Tempos depois, a segunda onda do feminismo se formava — e as bruxas surfaram nela como atletas olímpicas. Elvira: a Rainha das Trevas (1988) exaltava a liberdade sexual de uma mulher soltinha, em oposição à paranoia religiosa. Em Da Magia à Sedução (1998), com Sandra Bullock e Nicole Kidman como irmãs bruxas, a chamada “sororidade” é ingrediente de qualquer feitiço. Mas o que nenhuma delas esperava é que, na virada dos anos 2000, um menino de óculos chegaria para estabelecer um novo retrato da bruxaria. A saga Harry Potter, da autora J.K. Rowling, representou com vigor as incertezas do novo milênio, passando pelo medo coletivo instaurado pós-11 de Setembro até a ascensão de discursos nacionalistas preconceituosos.
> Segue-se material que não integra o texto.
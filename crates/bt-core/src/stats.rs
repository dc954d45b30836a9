//! Per-day aggregate statistics, cached alongside the activity store.
//!
//! The cache exists so rendering a day never rescans the whole log, but it
//! is never allowed to silently diverge from it: every write path replaces
//! whole-day entries with the output of [`recompute`], the single ground
//! truth. There is no ±1 delta arithmetic anywhere.

use std::collections::{BTreeMap, BTreeSet};
use std::fmt;

use chrono::{DateTime, Datelike, Local};
use serde::{Deserialize, Serialize};

use crate::activity::{Activity, ActivityKind, ParseError};
use crate::store::ActivityChange;

/// Cache schema version.
///
/// Bump whenever day-boundary semantics change so persisted entries from
/// older installs are rebuilt instead of trusted. Version 2 entries were
/// keyed off UTC-parsed dates and must never be read back.
pub const STATS_VERSION: u32 = 3;

/// A local calendar day, used as the cache key.
///
/// Built from explicit local date fields, never from a UTC round-trip.
#[derive(Debug, Clone, Copy, PartialEq, Eq, PartialOrd, Ord, Hash, Serialize, Deserialize)]
#[serde(try_from = "String", into = "String")]
pub struct DayKey {
    year: i32,
    month: u32,
    day: u32,
}

impl DayKey {
    /// The local calendar day a timestamp falls on.
    #[must_use]
    pub fn of(at: DateTime<Local>) -> Self {
        Self {
            year: at.year(),
            month: at.month(),
            day: at.day(),
        }
    }
}

impl fmt::Display for DayKey {
    fn fmt(&self, f: &mut fmt::Formatter<'_>) -> fmt::Result {
        write!(f, "{:04}-{:02}-{:02}", self.year, self.month, self.day)
    }
}

impl std::str::FromStr for DayKey {
    type Err = ParseError;

    fn from_str(s: &str) -> Result<Self, Self::Err> {
        let invalid = || ParseError::InvalidDayKey {
            value: s.to_string(),
        };
        let mut parts = s.splitn(3, '-');
        let year = parts
            .next()
            .and_then(|p| p.parse::<i32>().ok())
            .ok_or_else(invalid)?;
        let month = parts
            .next()
            .and_then(|p| p.parse::<u32>().ok())
            .ok_or_else(invalid)?;
        let day = parts
            .next()
            .and_then(|p| p.parse::<u32>().ok())
            .ok_or_else(invalid)?;
        if !(1..=12).contains(&month) || !(1..=31).contains(&day) {
            return Err(invalid());
        }
        Ok(Self { year, month, day })
    }
}

impl TryFrom<String> for DayKey {
    type Error = ParseError;

    fn try_from(value: String) -> Result<Self, Self::Error> {
        value.parse()
    }
}

impl From<DayKey> for String {
    fn from(key: DayKey) -> Self {
        key.to_string()
    }
}

/// Aggregates for one local day.
#[derive(Debug, Clone, PartialEq, Serialize, Deserialize)]
#[serde(rename_all = "camelCase")]
pub struct DailyStats {
    pub date: DayKey,
    /// Feedings started that day, ongoing ones included.
    pub feedings: u32,
    /// Diaper changes that day.
    pub diapers: u32,
    /// Total completed sleep in milliseconds; an ongoing sleep contributes
    /// nothing until it is stopped.
    #[serde(rename = "sleepDuration")]
    pub sleep_ms: i64,
    pub last_updated: DateTime<Local>,
}

/// Ground-truth aggregation for one day.
///
/// Every cached entry is the output of this function; the incremental
/// paths below only decide *which* days to recompute.
#[must_use]
pub fn recompute(activities: &[Activity], date: DayKey, now: DateTime<Local>) -> DailyStats {
    let mut stats = DailyStats {
        date,
        feedings: 0,
        diapers: 0,
        sleep_ms: 0,
        last_updated: now,
    };
    for activity in activities
        .iter()
        .filter(|a| DayKey::of(a.start_time) == date)
    {
        match activity.kind {
            ActivityKind::Feeding => stats.feedings += 1,
            ActivityKind::Diaper => stats.diapers += 1,
            ActivityKind::Sleep => {
                if let Some(ms) = activity.duration_ms() {
                    stats.sleep_ms += ms;
                }
            }
        }
    }
    stats
}

/// Cached per-day aggregates with an embedded version marker.
///
/// Persisted as a single JSON object: day entries keyed `YYYY-MM-DD` plus a
/// `_version` field in the same object, used to detect and rebuild stale
/// snapshots on load.
#[derive(Debug, Clone, PartialEq, Serialize, Deserialize)]
pub struct StatsCache {
    #[serde(rename = "_version", default)]
    version: u32,
    #[serde(flatten)]
    days: BTreeMap<DayKey, DailyStats>,
}

impl Default for StatsCache {
    fn default() -> Self {
        Self::new()
    }
}

impl StatsCache {
    #[must_use]
    pub const fn new() -> Self {
        Self {
            version: STATS_VERSION,
            days: BTreeMap::new(),
        }
    }

    /// Whether a persisted snapshot can be trusted as-is.
    #[must_use]
    pub const fn is_current(&self) -> bool {
        self.version >= STATS_VERSION
    }

    #[must_use]
    pub fn get(&self, date: DayKey) -> Option<&DailyStats> {
        self.days.get(&date)
    }

    /// Day keys currently cached, in order.
    pub fn days(&self) -> impl Iterator<Item = DayKey> + '_ {
        self.days.keys().copied()
    }

    #[must_use]
    pub fn is_empty(&self) -> bool {
        self.days.is_empty()
    }

    /// Cached entry, or a fresh computation when absent.
    ///
    /// Reads never populate the cache; filling it is the write paths' job.
    #[must_use]
    pub fn get_or_compute(
        &self,
        date: DayKey,
        activities: &[Activity],
        now: DateTime<Local>,
    ) -> DailyStats {
        self.days
            .get(&date)
            .cloned()
            .unwrap_or_else(|| recompute(activities, date, now))
    }

    /// Applies one store mutation to the cache.
    pub fn apply(&mut self, change: &ActivityChange, activities: &[Activity], now: DateTime<Local>) {
        match (&change.before, &change.after) {
            (before, Some(after)) => self.apply_change(before.as_ref(), after, activities, now),
            (Some(before), None) => self.apply_removal(before, activities, now),
            (None, None) => {}
        }
    }

    /// Refreshes the day(s) touched by a created or edited activity: the
    /// new day, and the old day when an edit moved the record across a
    /// midnight boundary.
    pub fn apply_change(
        &mut self,
        before: Option<&Activity>,
        after: &Activity,
        activities: &[Activity],
        now: DateTime<Local>,
    ) {
        let new_day = DayKey::of(after.start_time);
        self.refresh(new_day, activities, now);
        if let Some(previous) = before {
            let old_day = DayKey::of(previous.start_time);
            if old_day != new_day {
                self.refresh(old_day, activities, now);
            }
        }
    }

    /// Refreshes the removed activity's day against the remaining list,
    /// dropping the entry entirely when the day has emptied rather than
    /// caching zeros.
    pub fn apply_removal(
        &mut self,
        removed: &Activity,
        remaining: &[Activity],
        now: DateTime<Local>,
    ) {
        let date = DayKey::of(removed.start_time);
        if remaining
            .iter()
            .any(|a| DayKey::of(a.start_time) == date)
        {
            self.days.insert(date, recompute(remaining, date, now));
        } else {
            self.days.remove(&date);
        }
    }

    /// Replaces one day's entry from the authoritative list.
    pub fn refresh(&mut self, date: DayKey, activities: &[Activity], now: DateTime<Local>) {
        self.days.insert(date, recompute(activities, date, now));
    }

    /// Discards everything and recomputes one entry per distinct day.
    pub fn rebuild(&mut self, activities: &[Activity], now: DateTime<Local>) {
        tracing::debug!(activity_count = activities.len(), "rebuilding stats cache");
        self.days.clear();
        self.version = STATS_VERSION;
        let dates: BTreeSet<DayKey> = activities.iter().map(|a| DayKey::of(a.start_time)).collect();
        for date in dates {
            self.days.insert(date, recompute(activities, date, now));
        }
    }
}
Tamanha popularidade fez diminuir a rejeição às bruxas, mas não limou totalmente a pecha que as persegue. Há movimentos religiosos contra Harry Potter — o livro já foi banido de diversas escolas americanas a pedido de pais. Nem as coloridas e caricatas irmãs Sanderson, em pleno século XXI, se livraram da fogueira. Uma mãe texana viralizou nas redes sociais no início do mês ao criticar Abracadabra 2: segundo ela, o filme “abre as portas do inferno” e mostra bruxas bebendo o sangue de crianças — cena inexistente na produção. O pedido de boicote falhou: Abracadabra 2 foi o lançamento de maior audiência do Disney+. Um feito e tanto dentro da plataforma que promove títulos com selos da Pixar e da Marvel. Não se trata de bruxaria: é só diversão de boa qualidade.